TOKYO (Reuters) - Japan, fearing it could be a soft target for possible North Korean cyberattacks in the escalating row over the Sony Pictures hack, has begun working to ensure basic infrastructure is safe and to formulate its diplomatic response, officials said.
The hacking of the US unit of Tokyo-based Sony Corp has been seen in Japan largely as an American problem, but the officials said the government is now moving actively to confront the issue after President Barack Obama blamed North Korea and vowed to respond "in a place and time and manner that we choose".
Cyberdefence experts, diplomats and policymakers worked through the weekend at Prime Minister Shinzo Abe's office to launch the effort, said one official involved in the process.
The government is working to ensure that in response to any threat, its basic functions could continue in the face of any cyberattack, while maintaining such essential services as the power grid, gas supplies and transport networks, he said. He declined to offer details.
The government's National Information Security Centre, working through various ministries, is pressing companies to improve their security from cyberattacks, the officials said.

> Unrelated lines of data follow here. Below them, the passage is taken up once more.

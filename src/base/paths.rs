//! Path identity and root mapping.
//!
//! Result tables and expected-file sets are keyed by [`PathKey`], which treats
//! two paths as equal when they differ only in case or separator style. The
//! original path is kept for display and for anything written back to disk.

use std::fmt;
use std::hash::{Hash, Hasher};
use std::path::{Component, Path, PathBuf};

use thiserror::Error;

/// Errors raised when a path cannot be re-rooted.
#[derive(Debug, Clone, PartialEq, Eq, Error)]
pub enum PathMapError {
    /// The path does not live under the root it was mapped from.
    #[error("{path} is not under {root}")]
    OutsideRoot { path: PathBuf, root: PathBuf },
}

// ============================================================================
// PATH KEY
// ============================================================================

/// Case-insensitive path identity that preserves the caller's spelling.
///
/// Equality and hashing use a normalized form (components joined with `/`,
/// lower-cased); [`PathKey::path`] and `Display` return the path as given.
#[derive(Clone)]
pub struct PathKey {
    path: PathBuf,
    normalized: Box<str>,
}

impl PathKey {
    pub fn new(path: impl Into<PathBuf>) -> Self {
        let path = path.into();
        let normalized = normalize(&path).into_boxed_str();
        Self { path, normalized }
    }

    /// The path exactly as it was supplied.
    pub fn path(&self) -> &Path {
        &self.path
    }

    /// The folded form used for comparisons.
    pub fn normalized(&self) -> &str {
        &self.normalized
    }

    pub fn into_path(self) -> PathBuf {
        self.path
    }
}

impl PartialEq for PathKey {
    fn eq(&self, other: &Self) -> bool {
        self.normalized == other.normalized
    }
}

impl Eq for PathKey {}

impl Hash for PathKey {
    fn hash<H: Hasher>(&self, state: &mut H) {
        self.normalized.hash(state);
    }
}

impl PartialOrd for PathKey {
    fn partial_cmp(&self, other: &Self) -> Option<std::cmp::Ordering> {
        Some(self.cmp(other))
    }
}

impl Ord for PathKey {
    fn cmp(&self, other: &Self) -> std::cmp::Ordering {
        self.normalized.cmp(&other.normalized)
    }
}

impl fmt::Debug for PathKey {
    fn fmt(&self, f: &mut fmt::Formatter<'_>) -> fmt::Result {
        f.debug_tuple("PathKey").field(&self.path).finish()
    }
}

impl fmt::Display for PathKey {
    fn fmt(&self, f: &mut fmt::Formatter<'_>) -> fmt::Result {
        write!(f, "{}", self.path.display())
    }
}

impl From<PathBuf> for PathKey {
    fn from(path: PathBuf) -> Self {
        Self::new(path)
    }
}

impl From<&Path> for PathKey {
    fn from(path: &Path) -> Self {
        Self::new(path)
    }
}

fn normalize(path: &Path) -> String {
    let mut out = String::new();
    for component in path.components() {
        let part = match component {
            Component::RootDir => {
                out.push('/');
                continue;
            }
            Component::CurDir => continue,
            other => fold(other.as_os_str().to_string_lossy().as_ref()),
        };
        if !out.is_empty() && !out.ends_with('/') {
            out.push('/');
        }
        out.push_str(&part);
    }
    out
}

fn fold(part: &str) -> String {
    // Windows prefixes like `C:` arrive as one component; backslashes only
    // show up here when a foreign path is parsed on a unix host.
    part.replace('\\', "/").to_lowercase()
}

fn component_eq(a: Component<'_>, b: Component<'_>) -> bool {
    match (a, b) {
        (Component::RootDir, Component::RootDir) => true,
        (Component::CurDir, Component::CurDir) => true,
        (Component::ParentDir, Component::ParentDir) => true,
        (Component::Normal(x), Component::Normal(y)) => {
            fold(&x.to_string_lossy()) == fold(&y.to_string_lossy())
        }
        (Component::Prefix(x), Component::Prefix(y)) => {
            fold(&x.as_os_str().to_string_lossy()) == fold(&y.as_os_str().to_string_lossy())
        }
        _ => false,
    }
}

// ============================================================================
// ROOT MAPPING
// ============================================================================

/// Strip `root` from the front of `path`, comparing components case-insensitively.
///
/// Returns the remainder with its original casing.
fn strip_root(path: &Path, root: &Path) -> Option<PathBuf> {
    let mut remaining = path.components().filter(|c| *c != Component::CurDir);
    for root_component in root.components().filter(|c| *c != Component::CurDir) {
        let next = remaining.next()?;
        if !component_eq(next, root_component) {
            return None;
        }
    }
    Some(remaining.collect())
}

fn reroot(path: &Path, from: &Path, to: &Path) -> Result<PathBuf, PathMapError> {
    let relative = strip_root(path, from).ok_or_else(|| PathMapError::OutsideRoot {
        path: path.to_path_buf(),
        root: from.to_path_buf(),
    })?;
    if relative.as_os_str().is_empty() {
        return Ok(to.to_path_buf());
    }
    Ok(to.join(relative))
}

/// Map a path under `source_root` to the same relative location under `target_root`.
///
/// The prefix match is case-insensitive; the remainder (subdirectories and
/// file name) is preserved verbatim. File renames such as extension changes
/// are the translator's business and are not applied here.
pub fn map_to_target(
    source_path: &Path,
    source_root: &Path,
    target_root: &Path,
) -> Result<PathBuf, PathMapError> {
    reroot(source_path, source_root, target_root)
}

/// Inverse of [`map_to_target`].
pub fn map_to_source(
    target_path: &Path,
    target_root: &Path,
    source_root: &Path,
) -> Result<PathBuf, PathMapError> {
    reroot(target_path, target_root, source_root)
}

/// True when a directory name is one of `excluded` (case-insensitive).
pub fn is_excluded_dir<S: AsRef<str>>(name: &str, excluded: &[S]) -> bool {
    excluded
        .iter()
        .any(|candidate| candidate.as_ref().eq_ignore_ascii_case(name))
}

Japanese diplomacy has been complicated by the accusations made by its ally, the United States, that Pyongyang was behind the cyberattack that crippled Sony Pictures - amid controversy over the studio's new movie "The Interview", a comedy portraying a fictional plot to assassinate North Korean leader Kim Jong Un.

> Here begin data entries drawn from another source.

//! Foundation types for the crossport toolchain.
//!
//! This module provides the primitives every other layer builds on:
//! - [`PathKey`] - Case-insensitive, case-preserving path identity
//! - [`map_to_target`], [`map_to_source`] - Source root ↔ target root mapping
//! - [`Encoding`], [`EncodingDetector`] - BOM/heuristic encoding sniffing
//! - Line-ending tolerant text comparison
//! - Domain constants (excluded build-artifact directories)
//!
//! This module has NO dependencies on other crossport modules.

pub mod constants;
mod encoding;
mod paths;
pub mod text_utils;

pub use encoding::{BomDetector, Encoding, EncodingDetector, detect_encoding, read_text};
pub use paths::{PathKey, PathMapError, is_excluded_dir, map_to_source, map_to_target};

#[cfg(test)]
mod tests;
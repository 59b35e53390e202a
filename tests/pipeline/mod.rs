mod tests_characterization;
mod tests_properties;
mod tests_recharacterize;
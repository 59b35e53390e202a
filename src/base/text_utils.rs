//! Text comparison helpers for characterization checks.

use std::borrow::Cow;

/// Rewrite `\r\n` and lone `\r` line endings as `\n`.
///
/// Borrows when the text already uses `\n` only.
pub fn normalize_line_endings(text: &str) -> Cow<'_, str> {
    if !text.contains('\r') {
        return Cow::Borrowed(text);
    }
    Cow::Owned(text.replace("\r\n", "\n").replace('\r', "\n"))
}

/// Compare two texts, ignoring line-ending style only.
///
/// Whitespace, case and trailing newlines are all significant.
///
/// # Example
/// ```
/// use crossport::base::text_utils::eq_ignoring_line_endings;
///
/// assert!(eq_ignoring_line_endings("a\r\nb", "a\nb"));
/// assert!(!eq_ignoring_line_endings("a \nb", "a\nb"));
/// ```
pub fn eq_ignoring_line_endings(a: &str, b: &str) -> bool {
    normalize_line_endings(a) == normalize_line_endings(b)
}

Abe may be forced to choose between backing Washington and keeping talks on track with Pyongyang about Japanese citizens abducted decades ago.
"Japan is maintaining close contact with the United States and supporting their handling of this case," Chief Cabinet Secretary Yoshihide Suga said on Monday, adding that Tokyo is sharing information with Washington.
Suga said he saw no effect on Tokyo's talks with North Korea over the abductees. Pyongyang has denied any role in the Sony hack.
Japanese officials have acknowledged the government cannot keep up with the proliferating threat of attacks on computer networks from private or state-sponsored hackers.
Japan's companies are also vulnerable, with an overall security rating of just 58.5 out of 100, according to a survey this year by cybersecurity firm Trend Micro. Only IT firms and Internet providers got passing marks of 72 or better, while welfare services, medical facilities and transportation and infrastructure networks were notably weak. "There is no way you can guarantee that hackers won't gain access," said Itsuro Nishimoto, chief technology officer at LAC Co, a cybersecurity firm that works with Japanese police and companies.
"The only way you can do that would be to shut down the Internet."